Alterações eletrocardiográficas durante e após tratamento com benzonidazol em fase aguda de doença de Chagas autóctone da Amazônia brasileira
Palavras-chave:
Doença de Chagas, Doença Aguda, Miocardite, Estudos de CoortesResumo
Avaliar o comprometimento cardíaco associado às infecções agudas por Tripanosomas considerando os distúrbios de condução elétrica e ritmo cardíacos apresentados durante a fase aguda e após tratamento, em uma casuística de doença de Chagas autóctone da Amazônia. Foram analisadas duas coortes de indivíduos: uma em fase aguda (coorte I) e outra (coorte II) feita nos mesmos pacientes reavaliados em período médio da primeira coorte, de 3,9 anos após tratamento.
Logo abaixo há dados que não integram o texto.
//! RTSP listener lifecycle
//!
//! [`RtspServer`] owns a TCP listener and its accept loop. Every accepted
//! connection gets a fresh handler from a [`HandlerFactory`] and runs in
//! its own task; stopping the server closes every live connection, which
//! in turn releases their channels and peers.

use crate::receiver::connection::{ConnectionContext, RtspHandler, serve_connection};
use crate::receiver::events::{EventSender, ServerEvent, emit};
use std::io;
use std::net::SocketAddr;
use std::sync::Arc;
use thiserror::Error;
use tokio::net::TcpListener;
use tokio::sync::{broadcast, mpsc};
use tokio::task::{JoinHandle, JoinSet};
use tokio_util::sync::CancellationToken;

/// Creates the handler for each accepted connection
pub trait HandlerFactory: Send + Sync + 'static {
    /// Handler type serving one connection
    type Handler: RtspHandler + 'static;

    /// Handler for a connection from `client` accepted on `local`
    fn create(&self, client: SocketAddr, local: SocketAddr) -> Self::Handler;
}

/// Listener lifecycle errors
#[derive(Debug, Error)]
pub enum ServerError {
    /// Server already running
    #[error("server already running")]
    AlreadyRunning,

    /// The listen address could not be bound
    #[error("cannot bind {address}: {source}")]
    Bind {
        /// Requested address
        address: SocketAddr,
        /// Underlying error
        #[source]
        source: io::Error,
    },

    /// IO error
    #[error("IO error: {0}")]
    Io(#[from] io::Error),
}

struct Running {
    local_addr: SocketAddr,
    shutdown_tx: mpsc::Sender<()>,
    task: JoinHandle<()>,
}

/// RTSP server generic over its per-connection handler
pub struct RtspServer<F: HandlerFactory> {
    name: String,
    bind: SocketAddr,
    factory: Arc<F>,
    connection: Arc<ConnectionContext>,
    running: Option<Running>,
}

impl<F: HandlerFactory> RtspServer<F> {
    /// Create a stopped server
    pub fn new(
        name: impl Into<String>,
        bind: SocketAddr,
        factory: F,
        connection: ConnectionContext,
    ) -> Self {
        Self {
            name: name.into(),
            bind,
            factory: Arc::new(factory),
            connection: Arc::new(connection),
            running: None,
        }
    }

    /// Name used in logs
    #[must_use]
    pub fn name(&self) -> &str {
        &self.name
    }

    /// Subscribe to events
    #[must_use]
    pub fn subscribe(&self) -> broadcast::Receiver<ServerEvent> {
        self.connection.events.subscribe()
    }

    /// Event channel of this server
    #[must_use]
    pub fn events(&self) -> &EventSender {
        &self.connection.events
    }

    /// Factory shared by every connection
    #[must_use]
    pub fn factory(&self) -> &Arc<F> {
        &self.factory
    }

    /// Bound address while running
    #[must_use]
    pub fn local_addr(&self) -> Option<SocketAddr> {
        self.running.as_ref().map(|running| running.local_addr)
    }

    /// Whether the accept loop is running
    #[must_use]
    pub fn is_running(&self) -> bool {
        self.running.is_some()
    }

    /// Bind the listener and start accepting connections
    ///
    /// # Errors
    ///
    /// Returns `ServerError::AlreadyRunning` on a second start and
    /// `ServerError::Bind` if the address is unavailable.
    pub async fn start(&mut self) -> Result<SocketAddr, ServerError> {
        if self.running.is_some() {
            return Err(ServerError::AlreadyRunning);
        }

        let listener = TcpListener::bind(self.bind)
            .await
            .map_err(|source| ServerError::Bind {
                address: self.bind,
                source,
            })?;
        let local_addr = listener.local_addr()?;

        let (shutdown_tx, shutdown_rx) = mpsc::channel(1);
        let task = tokio::spawn(accept_loop(
            listener,
            self.factory.clone(),
            self.connection.clone(),
            self.name.clone(),
            shutdown_rx,
        ));

        tracing::info!(name = %self.name, address = %local_addr, "RTSP server started");
        emit(
            &self.connection.events,
            ServerEvent::Started {
                name: self.name.clone(),
                address: local_addr,
            },
        );

        self.running = Some(Running {
            local_addr,
            shutdown_tx,
            task,
        });
        Ok(local_addr)
    }

    /// Stop accepting, close every connection and wait for them to finish
    pub async fn stop(&mut self) {
        let Some(running) = self.running.take() else {
            return;
        };
        let _ = running.shutdown_tx.send(()).await;
        if let Err(e) = running.task.await {
            tracing::warn!(name = %self.name, error = %e, "accept loop failed");
        }
    }
}

impl<F: HandlerFactory> Drop for RtspServer<F> {
    fn drop(&mut self) {
        if let Some(running) = self.running.take() {
            running.task.abort();
        }
    }
}

async fn accept_loop<F: HandlerFactory>(
    listener: TcpListener,
    factory: Arc<F>,
    ctx: Arc<ConnectionContext>,
    name: String,
    mut shutdown_rx: mpsc::Receiver<()>,
) {
    let cancel = CancellationToken::new();
    let mut connections = JoinSet::new();

    loop {
        tokio::select! {
            result = listener.accept() => match result {
                Ok((stream, client)) => {
                    if let Err(e) = stream.set_nodelay(true) {
                        tracing::debug!(client = %client, error = %e, "cannot set TCP_NODELAY");
                    }
                    let local = match stream.local_addr() {
                        Ok(local) => local,
                        Err(e) => {
                            tracing::error!(client = %client, error = %e, "connection has no local address");
                            continue;
                        }
                    };

                    tracing::info!(client = %client, "RTSP connection accepted");
                    emit(&ctx.events, ServerEvent::ClientConnected { address: client });

                    let handler = factory.create(client, local);
                    let ctx = ctx.clone();
                    let cancel = cancel.child_token();
                    connections.spawn(async move {
                        if let Err(e) = serve_connection(stream, client, local, handler, &ctx, cancel).await {
                            tracing::error!(client = %client, error = %e, "connection error");
                        }
                    });
                }
                Err(e) => tracing::error!(error = %e, "accept error"),
            },
            Some(result) = connections.join_next(), if !connections.is_empty() => {
                if let Err(e) = result {
                    tracing::warn!(error = %e, "connection task failed");
                }
            }
            _ = shutdown_rx.recv() => break,
        }
    }

    drop(listener);
    cancel.cancel();
    while let Some(result) = connections.join_next().await {
        if let Err(e) = result {
            tracing::warn!(error = %e, "connection task failed");
        }
    }

    tracing::info!(name = %name, "RTSP server stopped");
    emit(&ctx.events, ServerEvent::Stopped { name });
}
Entre os indivíduos da coorte I, a análise eletrocardiográfica foi realizada em eletrocardiogramas recuperados e submetidos à nova leitura e em eletrocardiogramas realizados prospectivamente. Todos foram submetidos a tratamentos regulares com benzonidazol. Foram estudados 179 indivíduos que tiveram doença de Chagas aguda no período entre 1992 e 2005. Na fase aguda, 47,7% dos traçados eletrocardiográficos apresentaram-se normais e em 52,3% registraram-se anormalidades. As alterações difusas de repolarização ventricular e baixa voltagem de QRS foram as principais anormalidades. Em 39,1% dos pacientes houve comprometimento cardíaco caracterizado por miopericardite, sendo que 24,3% (17/70) dos casos foram considerados graves. Foi demonstrada maior frequência de alterações eletrocardiográficas após tratamento em pacientes que manifestaram alteração eletrocardiográfica durante a fase aguda, comparativamente àqueles que não apresentaram. Outros cinco indivíduos que apresentaram diagnósticos tardios e manifestaram miocardite difusa durante o período agudo evoluíram insatisfatoriamente, uma vez que desenvolveram forma cardíaca com lesões de cardiopatia crônica.